**Supplied material:**
┄┄┄┄┄┄

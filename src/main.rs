use anyhow::Result;
use clap::Parser;
use std::path::PathBuf;
use std::time::Duration;
use tabrec::session::{ClickTarget, RecordingSession, SessionConfig};
use tabrec::Config;
use tracing::info;

/// Record the video playing in a browser tab to a local file.
#[derive(Debug, Parser)]
#[command(name = "tabrec", version)]
struct Cli {
    /// Page to navigate to and record
    #[arg(long)]
    url: String,

    /// Output media file
    #[arg(long, default_value = "out.webm")]
    file: PathBuf,

    /// Selector to click after load; shorthand for --click play=SELECTOR
    #[arg(long)]
    play: Option<String>,

    /// Named click target (repeatable)
    #[arg(long = "click", value_name = "NAME=SELECTOR")]
    click: Vec<String>,

    /// Delay before clicking a named target (repeatable)
    #[arg(long = "click-delay", value_name = "NAME=MILLIS")]
    click_delay: Vec<String>,

    /// Give up on a click target after this many attempts
    #[arg(long)]
    click_retry_limit: Option<u32>,

    /// Optional TOML configuration file
    #[arg(long)]
    config: Option<String>,
}

#[tokio::main]
async fn main() -> Result<()> {
    tracing_subscriber::fmt::init();

    let cli = Cli::parse();
    let cfg = Config::load(cli.config.as_deref())?;

    let mut clicks = ClickTarget::from_args(&cli.click, &cli.click_delay)?;
    if let Some(selector) = cli.play {
        clicks.insert(
            0,
            ClickTarget {
                name: "play".to_string(),
                selector,
                delay: None,
            },
        );
    }

    let mut session_config = SessionConfig::new(cli.url, cli.file);
    session_config.clicks = clicks;
    session_config.stop_timeout = Duration::from_secs(cfg.session.stop_timeout_secs);
    session_config.selector_wait = Duration::from_secs(cfg.session.selector_wait_secs);
    session_config.click_retry_limit = cli.click_retry_limit.or(cfg.session.click_retry_limit);

    let stats = RecordingSession::new(session_config).run(&cfg.browser).await?;

    match &stats.output {
        Some(path) => info!(
            "Recorded {} chunks ({} bytes) in {:.1}s -> {}",
            stats.chunks_written,
            stats.bytes_written,
            stats.duration_secs,
            path.display()
        ),
        None => info!(
            "Session ended after {:.1}s without recording anything",
            stats.duration_secs
        ),
    }

    Ok(())
}
//! Ordered persistence for recorded chunks
//!
//! The driver exposes three entry points to the recording flow: open the
//! output lazily when recording starts, append decoded bytes in arrival
//! order, and close exactly once when recording stops. `BlobSink` is that
//! surface; `FileSink` is the file-backed implementation.

use anyhow::{Context, Result};
use std::fs::File;
use std::io::{BufWriter, Write};
use std::path::{Path, PathBuf};
use tracing::{info, warn};

/// Destination for decoded recorder chunks.
///
/// Implementations must keep `open` and `close` idempotent: the relay can
/// deliver duplicate start or stop events and neither may reopen, truncate,
/// or double-close the output.
pub trait BlobSink: Send {
    /// Lazily create the output on the first call. A no-op while open.
    fn open(&mut self) -> Result<()>;

    /// Append one chunk. Chunks arriving while the sink is not open are
    /// dropped and counted, never an error.
    fn append(&mut self, bytes: &[u8]) -> Result<()>;

    /// Flush and close the output. Latched: later calls are no-ops.
    fn close(&mut self) -> Result<()>;

    fn is_open(&self) -> bool;

    /// Total bytes appended so far.
    fn bytes_written(&self) -> u64;

    /// Chunks appended so far.
    fn chunks_written(&self) -> usize;

    /// Chunks dropped because the sink was not open.
    fn chunks_dropped(&self) -> usize;
}

/// Writes chunks to a single media file in arrival order.
///
/// The file is created on `open`, not construction, so a session that never
/// starts recording never touches the path.
pub struct FileSink {
    path: PathBuf,
    writer: Option<BufWriter<File>>,
    opened: bool,
    closed: bool,
    bytes_written: u64,
    chunks_written: usize,
    chunks_dropped: usize,
}

impl FileSink {
    pub fn new(path: impl Into<PathBuf>) -> Self {
        Self {
            path: path.into(),
            writer: None,
            opened: false,
            closed: false,
            bytes_written: 0,
            chunks_written: 0,
            chunks_dropped: 0,
        }
    }

    pub fn path(&self) -> &Path {
        &self.path
    }

    /// Whether the output file was ever created.
    pub fn was_opened(&self) -> bool {
        self.opened
    }
}

impl BlobSink for FileSink {
    fn open(&mut self) -> Result<()> {
        if self.writer.is_some() {
            return Ok(());
        }
        if self.closed {
            warn!("Output {} already closed, not reopening", self.path.display());
            return Ok(());
        }
        let file = File::create(&self.path)
            .with_context(|| format!("Failed to create output file {}", self.path.display()))?;
        info!("Opened output file {}", self.path.display());
        self.writer = Some(BufWriter::new(file));
        self.opened = true;
        Ok(())
    }

    fn append(&mut self, bytes: &[u8]) -> Result<()> {
        match &mut self.writer {
            Some(writer) => {
                writer
                    .write_all(bytes)
                    .with_context(|| format!("Failed to write chunk to {}", self.path.display()))?;
                self.bytes_written += bytes.len() as u64;
                self.chunks_written += 1;
                Ok(())
            }
            None => {
                self.chunks_dropped += 1;
                warn!(
                    "Dropping {} byte chunk, output {} is not open",
                    bytes.len(),
                    self.path.display()
                );
                Ok(())
            }
        }
    }

    fn close(&mut self) -> Result<()> {
        if let Some(mut writer) = self.writer.take() {
            writer
                .flush()
                .with_context(|| format!("Failed to flush {}", self.path.display()))?;
            info!(
                "Closed output file {} ({} chunks, {} bytes)",
                self.path.display(),
                self.chunks_written,
                self.bytes_written
            );
        }
        self.closed = true;
        Ok(())
    }

    fn is_open(&self) -> bool {
        self.writer.is_some()
    }

    fn bytes_written(&self) -> u64 {
        self.bytes_written
    }

    fn chunks_written(&self) -> usize {
        self.chunks_written
    }

    fn chunks_dropped(&self) -> usize {
        self.chunks_dropped
    }
}

impl Drop for FileSink {
    fn drop(&mut self) {
        if let Some(mut writer) = self.writer.take() {
            if let Err(e) = writer.flush() {
                warn!("Failed to flush {} on drop: {}", self.path.display(), e);
            }
        }
    }
}
use chrono::{DateTime, Utc};
use serde::{Deserialize, Serialize};
use std::path::PathBuf;

/// Final accounting for a recording session.
#[derive(Debug, Clone, Serialize, Deserialize)]
pub struct SessionStats {
    /// Session identifier.
    pub session_id: String,

    /// When the session started.
    pub started_at: DateTime<Utc>,

    /// Wall-clock duration in seconds.
    pub duration_secs: f64,

    /// Chunks appended to the output file.
    pub chunks_written: usize,

    /// Bytes appended to the output file.
    pub bytes_written: u64,

    /// Chunks dropped because the output was not open.
    pub chunks_dropped: usize,

    /// Times the supervisor timed out and nudged the page to stop.
    pub stop_nudges: usize,

    /// Output path, if the file was ever opened.
    pub output: Option<PathBuf>,
}
//! Recording session management
//!
//! This module owns one end-to-end recording attempt:
//! - staging the extension and launching the browser
//! - navigating to the target page and running click workers
//! - supervising recorder events and writing chunks to the sink
//! - tearing the browser down and reporting session statistics

mod config;
mod session;
mod stats;

pub use config::{ClickTarget, SessionConfig};
pub use session::{run_click_target, supervise, RecordingSession};
pub use stats::SessionStats;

┄┄┄┄┄┄

**Assignment:** The data should be printed again exactly, line for line.

**Worked solution:**
filename src/main.rs
use anyhow::Result;
use clap::Parser;
use std::path::PathBuf;
use std::time::Duration;
use tabrec::session::{ClickTarget, RecordingSession, SessionConfig};
use tabrec::Config;
use tracing::info;

/// Record the video playing in a browser tab to a local file.
#[derive(Debug, Parser)]
#[command(name = "tabrec", version)]
struct Cli {
    /// Page to navigate to and record
    #[arg(long)]
    url: String,

    /// Output media file
    #[arg(long, default_value = "out.webm")]
    file: PathBuf,

    /// Selector to click after load; shorthand for --click play=SELECTOR
    #[arg(long)]
    play: Option<String>,

    /// Named click target (repeatable)
    #[arg(long = "click", value_name = "NAME=SELECTOR")]
    click: Vec<String>,

    /// Delay before clicking a named target (repeatable)
    #[arg(long = "click-delay", value_name = "NAME=MILLIS")]
    click_delay: Vec<String>,

    /// Give up on a click target after this many attempts
    #[arg(long)]
    click_retry_limit: Option<u32>,

    /// Optional TOML configuration file
    #[arg(long)]
    config: Option<String>,
}

#[tokio::main]
async fn main() -> Result<()> {
    tracing_subscriber::fmt::init();

    let cli = Cli::parse();
    let cfg = Config::load(cli.config.as_deref())?;

    let mut clicks = ClickTarget::from_args(&cli.click, &cli.click_delay)?;
    if let Some(selector) = cli.play {
        clicks.insert(
            0,
            ClickTarget {
                name: "play".to_string(),
                selector,
                delay: None,
            },
        );
    }

    let mut session_config = SessionConfig::new(cli.url, cli.file);
    session_config.clicks = clicks;
    session_config.stop_timeout = Duration::from_secs(cfg.session.stop_timeout_secs);
    session_config.selector_wait = Duration::from_secs(cfg.session.selector_wait_secs);
    session_config.click_retry_limit = cli.click_retry_limit.or(cfg.session.click_retry_limit);

    let stats = RecordingSession::new(session_config).run(&cfg.browser).await?;

    match &stats.output {
        Some(path) => info!(
            "Recorded {} chunks ({} bytes) in {:.1}s -> {}",
            stats.chunks_written,
            stats.bytes_written,
            stats.duration_secs,
            path.display()
        ),
        None => info!(
            "Session ended after {:.1}s without recording anything",
            stats.duration_secs
        ),
    }

    Ok(())
}
//! Ordered persistence for recorded chunks
//!
//! The driver exposes three entry points to the recording flow: open the
//! output lazily when recording starts, append decoded bytes in arrival
//! order, and close exactly once when recording stops. `BlobSink` is that
//! surface; `FileSink` is the file-backed implementation.

use anyhow::{Context, Result};
use std::fs::File;
use std::io::{BufWriter, Write};
use std::path::{Path, PathBuf};
use tracing::{info, warn};

/// Destination for decoded recorder chunks.
///
/// Implementations must keep `open` and `close` idempotent: the relay can
/// deliver duplicate start or stop events and neither may reopen, truncate,
/// or double-close the output.
pub trait BlobSink: Send {
    /// Lazily create the output on the first call. A no-op while open.
    fn open(&mut self) -> Result<()>;

    /// Append one chunk. Chunks arriving while the sink is not open are
    /// dropped and counted, never an error.
    fn append(&mut self, bytes: &[u8]) -> Result<()>;

    /// Flush and close the output. Latched: later calls are no-ops.
    fn close(&mut self) -> Result<()>;

    fn is_open(&self) -> bool;

    /// Total bytes appended so far.
    fn bytes_written(&self) -> u64;

    /// Chunks appended so far.
    fn chunks_written(&self) -> usize;

    /// Chunks dropped because the sink was not open.
    fn chunks_dropped(&self) -> usize;
}

/// Writes chunks to a single media file in arrival order.
///
/// The file is created on `open`, not construction, so a session that never
/// starts recording never touches the path.
pub struct FileSink {
    path: PathBuf,
    writer: Option<BufWriter<File>>,
    opened: bool,
    closed: bool,
    bytes_written: u64,
    chunks_written: usize,
    chunks_dropped: usize,
}

impl FileSink {
    pub fn new(path: impl Into<PathBuf>) -> Self {
        Self {
            path: path.into(),
            writer: None,
            opened: false,
            closed: false,
            bytes_written: 0,
            chunks_written: 0,
            chunks_dropped: 0,
        }
    }

    pub fn path(&self) -> &Path {
        &self.path
    }

    /// Whether the output file was ever created.
    pub fn was_opened(&self) -> bool {
        self.opened
    }
}

impl BlobSink for FileSink {
    fn open(&mut self) -> Result<()> {
        if self.writer.is_some() {
            return Ok(());
        }
        if self.closed {
            warn!("Output {} already closed, not reopening", self.path.display());
            return Ok(());
        }
        let file = File::create(&self.path)
            .with_context(|| format!("Failed to create output file {}", self.path.display()))?;
        info!("Opened output file {}", self.path.display());
        self.writer = Some(BufWriter::new(file));
        self.opened = true;
        Ok(())
    }

    fn append(&mut self, bytes: &[u8]) -> Result<()> {
        match &mut self.writer {
            Some(writer) => {
                writer
                    .write_all(bytes)
                    .with_context(|| format!("Failed to write chunk to {}", self.path.display()))?;
                self.bytes_written += bytes.len() as u64;
                self.chunks_written += 1;
                Ok(())
            }
            None => {
                self.chunks_dropped += 1;
                warn!(
                    "Dropping {} byte chunk, output {} is not open",
                    bytes.len(),
                    self.path.display()
                );
                Ok(())
            }
        }
    }

    fn close(&mut self) -> Result<()> {
        if let Some(mut writer) = self.writer.take() {
            writer
                .flush()
                .with_context(|| format!("Failed to flush {}", self.path.display()))?;
            info!(
                "Closed output file {} ({} chunks, {} bytes)",
                self.path.display(),
                self.chunks_written,
                self.bytes_written
            );
        }
        self.closed = true;
        Ok(())
    }

    fn is_open(&self) -> bool {
        self.writer.is_some()
    }

    fn bytes_written(&self) -> u64 {
        self.bytes_written
    }

    fn chunks_written(&self) -> usize {
        self.chunks_written
    }

    fn chunks_dropped(&self) -> usize {
        self.chunks_dropped
    }
}

impl Drop for FileSink {
    fn drop(&mut self) {
        if let Some(mut writer) = self.writer.take() {
            if let Err(e) = writer.flush() {
                warn!("Failed to flush {} on drop: {}", self.path.display(), e);
            }
        }
    }
}
use chrono::{DateTime, Utc};
use serde::{Deserialize, Serialize};
use std::path::PathBuf;

/// Final accounting for a recording session.
#[derive(Debug, Clone, Serialize, Deserialize)]
pub struct SessionStats {
    /// Session identifier.
    pub session_id: String,

    /// When the session started.
    pub started_at: DateTime<Utc>,

    /// Wall-clock duration in seconds.
    pub duration_secs: f64,

    /// Chunks appended to the output file.
    pub chunks_written: usize,

    /// Bytes appended to the output file.
    pub bytes_written: u64,

    /// Chunks dropped because the output was not open.
    pub chunks_dropped: usize,

    /// Times the supervisor timed out and nudged the page to stop.
    pub stop_nudges: usize,

    /// Output path, if the file was ever opened.
    pub output: Option<PathBuf>,
}
//! Recording session management
//!
//! This module owns one end-to-end recording attempt:
//! - staging the extension and launching the browser
//! - navigating to the target page and running click workers
//! - supervising recorder events and writing chunks to the sink
//! - tearing the browser down and reporting session statistics

mod config;
mod session;
mod stats;

pub use config::{ClickTarget, SessionConfig};
pub use session::{run_click_target, supervise, RecordingSession};
pub use stats::SessionStats;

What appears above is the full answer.